- Rao, Vishal N;
- Murray, Evan;
- Butler, Javed;
- Cooper, Lauren B;
- Cox, Zachary L;
- Fiuzat, Mona;
- Green, Jennifer B;
- Lindenfeld, JoAnn;
- McGuire, Darren K;
- Nassif, Michael E;
- O'Brien, Cara;
- Pagidipati, Neha;
- Sharma, Kavita;
- Vaduganathan, Muthiah;
- Vardeny, Orly;
- Fonarow, Gregg C;
- Mentz, Robert J;
- Greene, Stephen J
Sodium-glucose cotransporter-2 inhibitor therapy is well suited for initiation during the heart failure hospitalization, owing to clinical benefits that accrue rapidly within days to weeks, a strong safety and tolerability profile, minimal to no effects on blood pressure, and no excess risk of adverse kidney events. There is no evidence to suggest that deferring initiation to the outpatient setting accomplishes anything beneficial. Instead, there is compelling evidence that deferring in-hospital initiation exposes patients to excess risk of early postdischarge clinical worsening and death.

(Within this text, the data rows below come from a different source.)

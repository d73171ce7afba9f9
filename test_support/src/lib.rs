//! Test utilities shared by the integration tests.
//!
//! Provides environment guards, fake toolchain executables and a recording
//! [`ProcessRunner`](shikumi::toolchain::ProcessRunner) double.

pub mod env_var_guard;
pub mod fake_tools;
pub mod recording_runner;

pub use env_var_guard::{EnvLock, EnvVarGuard, ToolchainEnvGuard};
pub use fake_tools::{
    FakeTool, fake_compiler, fake_failing_tool, fake_ninja_compdb, fake_ninja_printing,
};
pub use recording_runner::{RecordingRunner, Reply};
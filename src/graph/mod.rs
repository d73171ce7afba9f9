//! Deterministic topological ordering for build graphs.
//!
//! Backends order targets and link steps through [`topologically_sorted`].
//! The sequencer knows nothing about build semantics: it sees opaque nodes and
//! asks an [`EdgeLookup`] strategy which nodes must follow each one.
//!
//! The ordering contract is "source before targets": for every node `n` and
//! every `m` returned by `edges_of(n)`, `n` precedes `m` in the result. Callers
//! pick the edge direction that yields the order they need.
//!
//! # Examples
//!
//! ```
//! use shikumi::graph::topologically_sorted;
//! use std::collections::HashMap;
//!
//! let graph: HashMap<&str, Vec<&str>> = HashMap::from([
//!     ("a", vec!["b", "c"]),
//!     ("b", vec![]),
//!     ("c", vec!["d"]),
//!     ("d", vec!["b"]),
//! ]);
//! let order = topologically_sorted(["a", "b", "c", "d"], &|node: &&str| {
//!     graph.get(node).cloned().unwrap_or_default()
//! })?;
//! assert_eq!(order, ["a", "c", "d", "b"]);
//! # Ok::<(), shikumi::graph::CycleError<&str>>(())
//! ```

use std::collections::HashMap;
use std::fmt;
use std::hash::Hash;

use itertools::Itertools;
use miette::Diagnostic;
use thiserror::Error;

/// Strategy yielding the nodes that must appear after a given node.
pub trait EdgeLookup<N> {
    /// Return the successors of `node` in the order they should be visited.
    fn edges_of(&self, node: &N) -> Vec<N>;
}

impl<N, F, I> EdgeLookup<N> for F
where
    F: Fn(&N) -> I,
    I: IntoIterator<Item = N>,
{
    fn edges_of(&self, node: &N) -> Vec<N> {
        self(node).into_iter().collect()
    }
}

/// Raised when the edge relation admits no linear order.
#[derive(Debug, Clone, PartialEq, Eq, Error, Diagnostic)]
#[error("dependency cycle detected: {}", format_cycle(.cycle))]
#[diagnostic(
    code(shikumi::graph::cycle),
    help("break the cycle by removing one of the listed dependencies")
)]
pub struct CycleError<N: fmt::Debug> {
    /// Nodes on the cycle in traversal order; the first node is repeated at
    /// the end.
    pub cycle: Vec<N>,
}

impl<N: fmt::Debug> CycleError<N> {
    /// Nodes participating in the cycle, closing node included.
    #[must_use]
    pub fn nodes(&self) -> &[N] {
        &self.cycle
    }
}

fn format_cycle<N: fmt::Debug>(cycle: &[N]) -> String {
    cycle.iter().map(|node| format!("{node:?}")).join(" -> ")
}

/// Order `nodes` so every node precedes the nodes its edges name.
///
/// Roots are entered from the last input node to the first and the
/// post-order is reversed at the end, so independent subgraphs keep their
/// relative input order. Nodes that are only reachable through edges are
/// included in the result as well. The lookup is queried once per node.
///
/// # Errors
///
/// Returns [`CycleError`] naming the nodes of the first cycle encountered.
pub fn topologically_sorted<N, I, E>(nodes: I, edges: &E) -> Result<Vec<N>, CycleError<N>>
where
    N: Clone + Eq + Hash + fmt::Debug,
    I: IntoIterator<Item = N>,
    E: EdgeLookup<N> + ?Sized,
{
    let roots: Vec<N> = nodes.into_iter().collect();
    let mut sequencer = Sequencer::new(edges);
    for node in roots.into_iter().rev() {
        if let Some(cycle) = sequencer.visit(node) {
            tracing::debug!(cycle = %format_cycle(&cycle), "sequencing aborted on cycle");
            return Err(CycleError { cycle });
        }
    }
    let mut ordered = sequencer.post_order;
    ordered.reverse();
    Ok(ordered)
}

/// Tracks the visitation state of a node during traversal.
#[derive(Clone, Copy, Debug, Eq, PartialEq)]
enum VisitState {
    Visiting,
    Visited,
}

/// A node on the traversal path and the edges not yet followed from it.
struct Frame<N> {
    node: N,
    pending: std::vec::IntoIter<N>,
}

/// Depth-first traversal with an explicit path stack, so chain length is
/// bounded by heap rather than thread stack.
struct Sequencer<'a, N, E: ?Sized> {
    edges: &'a E,
    states: HashMap<N, VisitState>,
    stack: Vec<Frame<N>>,
    post_order: Vec<N>,
}

impl<'a, N, E> Sequencer<'a, N, E>
where
    N: Clone + Eq + Hash,
    E: EdgeLookup<N> + ?Sized,
{
    fn new(edges: &'a E) -> Self {
        Self {
            edges,
            states: HashMap::new(),
            stack: Vec::new(),
            post_order: Vec::new(),
        }
    }

    /// Finish every node reachable from `root`, returning the cycle path if
    /// one is found.
    fn visit(&mut self, root: N) -> Option<Vec<N>> {
        if self.states.contains_key(&root) {
            return None;
        }
        self.enter(root);
        loop {
            let next = match self.stack.last_mut() {
                None => return None,
                Some(frame) => frame.pending.next(),
            };
            match next {
                Some(node) => match self.states.get(&node).copied() {
                    Some(VisitState::Visited) => {}
                    Some(VisitState::Visiting) => return Some(self.cycle_through(node)),
                    None => self.enter(node),
                },
                None => self.finish(),
            }
        }
    }

    fn enter(&mut self, node: N) {
        self.states.insert(node.clone(), VisitState::Visiting);
        let pending = self.edges.edges_of(&node).into_iter();
        self.stack.push(Frame { node, pending });
    }

    fn finish(&mut self) {
        if let Some(Frame { node, .. }) = self.stack.pop() {
            self.states.insert(node.clone(), VisitState::Visited);
            self.post_order.push(node);
        }
    }

    /// Path from the first visit of `node` back to `node`.
    fn cycle_through(&self, node: N) -> Vec<N> {
        let start = self
            .stack
            .iter()
            .position(|frame| frame.node == node)
            .unwrap_or_default();
        let mut cycle: Vec<N> = self
            .stack
            .iter()
            .skip(start)
            .map(|frame| frame.node.clone())
            .collect();
        cycle.push(node);
        cycle
    }
}

#[cfg(test)]
mod tests {
    use super::*;
    use rstest::rstest;
    use std::cell::RefCell;

    fn lookup<'a>(graph: &'a [(&'a str, &'a [&'a str])]) -> impl Fn(&&'a str) -> Vec<&'a str> {
        move |node| {
            graph
                .iter()
                .find(|(name, _)| name == node)
                .map(|(_, edges)| edges.to_vec())
                .unwrap_or_default()
        }
    }

    #[test]
    fn sorts_graph_with_single_valid_order() {
        let graph: &[(&str, &[&str])] = &[("a", &["b", "c"]), ("b", &[]), ("c", &["d"]), ("d", &["b"])];
        let order = topologically_sorted(["a", "b", "c", "d"], &lookup(graph)).expect("acyclic");
        assert_eq!(order, vec!["a", "c", "d", "b"]);
    }

    #[test]
    fn reports_four_node_cycle() {
        let graph: &[(&str, &[&str])] = &[("a", &["b"]), ("b", &["c"]), ("c", &["d"]), ("d", &["a"])];
        let err = topologically_sorted(["a", "b", "c", "d"], &lookup(graph)).expect_err("cycle");
        assert_eq!(err.nodes(), &["d", "a", "b", "c", "d"]);
    }

    #[test]
    fn self_edge_is_a_cycle() {
        let graph: &[(&str, &[&str])] = &[("a", &["a"])];
        let err = topologically_sorted(["a"], &lookup(graph)).expect_err("cycle");
        assert_eq!(err.nodes(), &["a", "a"]);
    }

    #[test]
    fn duplicate_edges_are_idempotent() {
        let graph: &[(&str, &[&str])] = &[("a", &["b", "b"]), ("b", &[])];
        let order = topologically_sorted(["b", "a"], &lookup(graph)).expect("acyclic");
        assert_eq!(order, vec!["a", "b"]);
    }

    #[rstest]
    #[case(&["x", "y", "z"], &["x", "y", "z"])]
    #[case(&["z", "x", "y"], &["z", "x", "y"])]
    fn disconnected_nodes_keep_input_order(#[case] input: &[&str], #[case] expected: &[&str]) {
        let order = topologically_sorted(input.iter().copied(), &|_: &&str| Vec::<&str>::new())
            .expect("no edges");
        assert_eq!(order, expected);
    }

    #[test]
    fn nodes_reached_only_through_edges_are_included() {
        let graph: &[(&str, &[&str])] = &[("app", &["lib"])];
        let order = topologically_sorted(["app"], &lookup(graph)).expect("acyclic");
        assert_eq!(order, vec!["app", "lib"]);
    }

    #[test]
    fn queries_each_node_once() {
        let calls = RefCell::new(Vec::new());
        let graph: &[(&str, &[&str])] = &[("a", &["c"]), ("b", &["c"]), ("c", &[])];
        let inner = lookup(graph);
        let counting = |node: &&'static str| {
            calls.borrow_mut().push(*node);
            inner(node)
        };
        topologically_sorted(["a", "b", "c"], &counting).expect("acyclic");
        let mut seen = calls.into_inner();
        seen.sort_unstable();
        assert_eq!(seen, vec!["a", "b", "c"]);
    }

    #[test]
    fn sequencer_clears_stack_after_traversal() {
        let graph: &[(&str, &[&str])] = &[("a", &["b"]), ("b", &[])];
        let edges = lookup(graph);
        let mut sequencer = Sequencer::new(&edges);
        assert!(sequencer.visit("a").is_none());
        assert!(sequencer.stack.is_empty(), "stack should be empty after traversal");
        assert_eq!(sequencer.post_order, vec!["b", "a"]);
    }

    #[test]
    fn long_chains_do_not_exhaust_the_stack() {
        const LENGTH: u32 = 200_000;
        let order = topologically_sorted(0..LENGTH, &|node: &u32| node.checked_sub(1))
            .expect("a chain is acyclic");
        assert_eq!(order.len(), 200_000);
        assert_eq!(order.first(), Some(&(LENGTH - 1)));
        assert_eq!(order.last(), Some(&0));
    }

    #[test]
    fn long_rings_report_the_full_cycle() {
        const LENGTH: u32 = 50_000;
        let edges = |node: &u32| Some(node.checked_sub(1).unwrap_or(LENGTH - 1));
        let err = topologically_sorted([LENGTH - 1], &edges).expect_err("ring");
        assert_eq!(err.nodes().len(), 50_001);
        assert_eq!(err.nodes().first(), err.nodes().last());
    }

    #[test]
    fn cycle_error_lists_path() {
        let err = CycleError {
            cycle: vec!["a", "b", "a"],
        };
        assert_eq!(
            err.to_string(),
            "dependency cycle detected: \"a\" -> \"b\" -> \"a\""
        );
    }
}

Lessons from other heart failure with reduced ejection fraction therapies highlight that deferring initiation of guideline-recommended medications to the U.S. outpatient setting carries a >75% chance they will not be initiated within the next year. Recognizing that 1 in 4 patients hospitalized for worsening heart failure die or are readmitted within 30 days, clinicians should embrace the in-hospital period as an optimal time to initiate sodium-glucose cotransporter-2 inhibitor therapy and treat this population with the urgency it deserves.